Modeling of the Structural State of Amorphous Phases of the Nano-Sized Al₂O₃ Produced by Different Synthesis Methods

The paper examines the structural state of the Al₂O₃ alloy nanopowders synthesized by different methods: electron beam evaporation, hydrolysis, and plasma-chemical method. X-ray structural analysis demonstrated that Al₂O₃ nanopowders synthesized by different methods are in X-ray amorphous and semi-amorphous states. These synthesis methods stimulate the creation of amorphous structures with different specific surfaces. The structural state of the Al₂O₃ alloy was studied by methods of X-ray structural analysis and simulation modeling. In order to identify the internal structure, modeling of the amorphous state of the elementary cell of the Al₂O₃ phase was performed within molecular dynamics.

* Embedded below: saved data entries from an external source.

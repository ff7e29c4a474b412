use std::fmt;
use std::sync::Arc;

use fairgap_core::{CacheConfig, ContinuityReport, FairGapError, FvgReport};
use moka::sync::Cache;

use crate::key::ReportKey;

/// Two bounded maps, one per report type, sharing one size and TTL policy.
///
/// Behavior and trade-offs:
/// - Entries are evicted by moka's TinyLFU policy once `max_entries` is
///   reached for a report type; with a TTL set they also age out.
/// - Concurrent misses for one key run the computation once; the other
///   callers wait for and share its result.
/// - Failed computations are not cached.
#[derive(Clone)]
pub struct ReportCache {
    fvg: Cache<ReportKey, Arc<FvgReport>>,
    continuity: Cache<ReportKey, Arc<ContinuityReport>>,
}

impl ReportCache {
    /// Empty cache sized by `config`.
    #[must_use]
    pub fn new(config: &CacheConfig) -> Self {
        Self {
            fvg: build(config),
            continuity: build(config),
        }
    }

    /// Cached FVG report for `key`, computing and storing it on a miss.
    ///
    /// # Errors
    /// Returns the error from `compute`; nothing is stored in that case.
    pub fn fvg_report<F>(&self, key: ReportKey, compute: F) -> Result<Arc<FvgReport>, FairGapError>
    where
        F: FnOnce() -> Result<FvgReport, FairGapError>,
    {
        get_or_try(&self.fvg, key, compute)
    }

    /// Cached continuity report for `key`, computing and storing it on a miss.
    ///
    /// # Errors
    /// Returns the error from `compute`; nothing is stored in that case.
    pub fn continuity_report<F>(
        &self,
        key: ReportKey,
        compute: F,
    ) -> Result<Arc<ContinuityReport>, FairGapError>
    where
        F: FnOnce() -> Result<ContinuityReport, FairGapError>,
    {
        get_or_try(&self.continuity, key, compute)
    }

    /// Drop every cached report.
    pub fn clear(&self) {
        self.fvg.invalidate_all();
        self.continuity.invalidate_all();
        self.sync();
    }

    /// Number of cached reports across both maps.
    #[must_use]
    pub fn entry_count(&self) -> u64 {
        self.sync();
        self.fvg.entry_count() + self.continuity.entry_count()
    }

    fn sync(&self) {
        self.fvg.run_pending_tasks();
        self.continuity.run_pending_tasks();
    }
}

impl fmt::Debug for ReportCache {
    fn fmt(&self, f: &mut fmt::Formatter<'_>) -> fmt::Result {
        f.debug_struct("ReportCache")
            .field("fvg_entries", &self.fvg.entry_count())
            .field("continuity_entries", &self.continuity.entry_count())
            .finish()
    }
}

fn build<V>(config: &CacheConfig) -> Cache<ReportKey, Arc<V>>
where
    V: Send + Sync + 'static,
{
    let builder = Cache::builder().max_capacity(config.max_entries);
    match config.ttl {
        Some(ttl) => builder.time_to_live(ttl).build(),
        None => builder.build(),
    }
}

fn get_or_try<V, F>(
    cache: &Cache<ReportKey, Arc<V>>,
    key: ReportKey,
    compute: F,
) -> Result<Arc<V>, FairGapError>
where
    V: Send + Sync + 'static,
    F: FnOnce() -> Result<V, FairGapError>,
{
    cache
        .try_get_with(key, || {
            #[cfg(feature = "tracing")]
            tracing::debug!(fingerprint = key.fingerprint(), "report cache miss");
            compute().map(Arc::new)
        })
        .map_err(|e| (*e).clone())
}
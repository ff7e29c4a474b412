//! Validated, time-ordered candle series for one granularity.

use std::ops::Index;

use chrono::{DateTime, Utc};
use fairgap_types::{Candle, DataWarning, Granularity};
use serde::Serialize;

/// An immutable, ascending sequence of bars at one granularity.
///
/// Construction drops bars that violate the OHLC envelope and records each
/// one as a [`DataWarning::MalformedBar`]. Equal timestamps are kept in input
/// order so a continuity audit can report them; use [`CandleSeries::dedup`]
/// for a strictly increasing copy.
#[derive(Debug, Clone, PartialEq, Eq, Serialize)]
pub struct CandleSeries {
    granularity: Granularity,
    candles: Vec<Candle>,
    warnings: Vec<DataWarning>,
}

impl CandleSeries {
    /// Validate and order `candles`.
    #[cfg_attr(
        feature = "tracing",
        tracing::instrument(
            name = "fairgap_core::series::new",
            skip(candles),
            fields(granularity = %granularity, raw_len = candles.len()),
        )
    )]
    #[must_use]
    pub fn new(granularity: Granularity, candles: Vec<Candle>) -> Self {
        let mut warnings = Vec::new();
        let mut kept = Vec::with_capacity(candles.len());
        for (index, c) in candles.into_iter().enumerate() {
            match c.malformation() {
                None => kept.push(c),
                Some(reason) => {
                    #[cfg(feature = "tracing")]
                    tracing::warn!(index, ts = %c.ts, %reason, "excluding malformed bar");
                    warnings.push(DataWarning::MalformedBar {
                        index,
                        ts: c.ts,
                        reason,
                    });
                }
            }
        }
        // Stable: equal timestamps keep their input order.
        kept.sort_by_key(|c| c.ts);
        Self {
            granularity,
            candles: kept,
            warnings,
        }
    }

    /// Granularity the bars were recorded at.
    #[must_use]
    pub const fn granularity(&self) -> Granularity {
        self.granularity
    }

    /// Number of bars kept.
    #[must_use]
    pub fn len(&self) -> usize {
        self.candles.len()
    }

    /// True if no bar survived validation.
    #[must_use]
    pub fn is_empty(&self) -> bool {
        self.candles.is_empty()
    }

    /// Bar at `index`, if any.
    #[must_use]
    pub fn get(&self, index: usize) -> Option<&Candle> {
        self.candles.get(index)
    }

    /// All bars in time order.
    #[must_use]
    pub fn as_slice(&self) -> &[Candle] {
        &self.candles
    }

    /// Iterate bars in time order.
    pub fn iter(&self) -> std::slice::Iter<'_, Candle> {
        self.candles.iter()
    }

    /// Data-quality warnings collected at construction.
    #[must_use]
    pub fn warnings(&self) -> &[DataWarning] {
        &self.warnings
    }

    /// Open time of the first bar.
    #[must_use]
    pub fn first_ts(&self) -> Option<DateTime<Utc>> {
        self.candles.first().map(|c| c.ts)
    }

    /// Open time of the last bar.
    #[must_use]
    pub fn last_ts(&self) -> Option<DateTime<Utc>> {
        self.candles.last().map(|c| c.ts)
    }

    /// True if any two neighbouring bars share a timestamp.
    #[must_use]
    pub fn has_duplicates(&self) -> bool {
        self.candles.windows(2).any(|w| w[0].ts == w[1].ts)
    }

    /// Strictly increasing copy; the first bar of each timestamp wins.
    #[must_use]
    pub fn dedup(&self) -> Self {
        let mut candles = self.candles.clone();
        candles.dedup_by_key(|c| c.ts);
        Self {
            granularity: self.granularity,
            candles,
            warnings: self.warnings.clone(),
        }
    }

    /// Cheap content fingerprint: length, granularity and the hash of every
    /// bar. Equal series always share a fingerprint.
    #[must_use]
    pub fn fingerprint(&self) -> u64 {
        use std::collections::hash_map::DefaultHasher;
        use std::hash::{Hash, Hasher};
        let mut h = DefaultHasher::new();
        self.granularity.hash(&mut h);
        self.candles.hash(&mut h);
        h.finish()
    }
}

impl Index<usize> for CandleSeries {
    type Output = Candle;

    fn index(&self, index: usize) -> &Candle {
        &self.candles[index]
    }
}

impl<'a> IntoIterator for &'a CandleSeries {
    type Item = &'a Candle;
    type IntoIter = std::slice::Iter<'a, Candle>;

    fn into_iter(self) -> Self::IntoIter {
        self.candles.iter()
    }
}

#[cfg(test)]
mod tests {
    use super::*;
    use chrono::TimeZone;
    use fairgap_types::MalformedReason;
    use rust_decimal::Decimal;

    fn c(min: u32, o: i64, h: i64, l: i64, cl: i64) -> Candle {
        Candle::new(
            Utc.with_ymd_and_hms(2024, 3, 5, 14, min, 0).unwrap(),
            Decimal::from(o),
            Decimal::from(h),
            Decimal::from(l),
            Decimal::from(cl),
        )
    }

    #[test]
    fn drops_malformed_and_sorts() {
        let s = CandleSeries::new(
            Granularity::M1,
            vec![c(2, 10, 12, 9, 11), c(0, 10, 8, 9, 9), c(1, 10, 12, 9, 11)],
        );
        assert_eq!(s.len(), 2);
        assert!(s[0].ts < s[1].ts);
        assert_eq!(s.warnings().len(), 1);
        assert!(matches!(
            s.warnings()[0],
            DataWarning::MalformedBar {
                index: 1,
                reason: MalformedReason::HighBelowLow,
                ..
            }
        ));
    }

    #[test]
    fn keeps_duplicates_until_dedup() {
        let s = CandleSeries::new(
            Granularity::M1,
            vec![c(0, 10, 12, 9, 11), c(0, 20, 22, 19, 21), c(1, 10, 12, 9, 11)],
        );
        assert!(s.has_duplicates());
        assert_eq!(s.len(), 3);
        assert_eq!(s[0].open, Decimal::from(10));

        let d = s.dedup();
        assert!(!d.has_duplicates());
        assert_eq!(d.len(), 2);
        assert_eq!(d[0].open, Decimal::from(10));
    }

    #[test]
    fn fingerprint_tracks_content() {
        let a = CandleSeries::new(Granularity::M1, vec![c(0, 10, 12, 9, 11)]);
        let b = CandleSeries::new(Granularity::M1, vec![c(0, 10, 12, 9, 11)]);
        let other = CandleSeries::new(Granularity::M5, vec![c(0, 10, 12, 9, 11)]);
        assert_eq!(a.fingerprint(), b.fingerprint());
        assert_ne!(a.fingerprint(), other.fingerprint());
    }
}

As a result of full-profile refinement of parameters of the model phases of Al₂O₃ nanopowders, complete structural information was identified for the synthesized Al₂O₃ alloys. It was shown from first principles that the cells of X-ray amorphous Al₂O₃ turned out to be highly stable. Researchers identified the parameters of elementary cells, spatial distribution of atoms, and node occupancy. It was shown that specific surface increases in the Al₂O₃ alloy nanopowders with the increase in bond energy of atoms in the cell.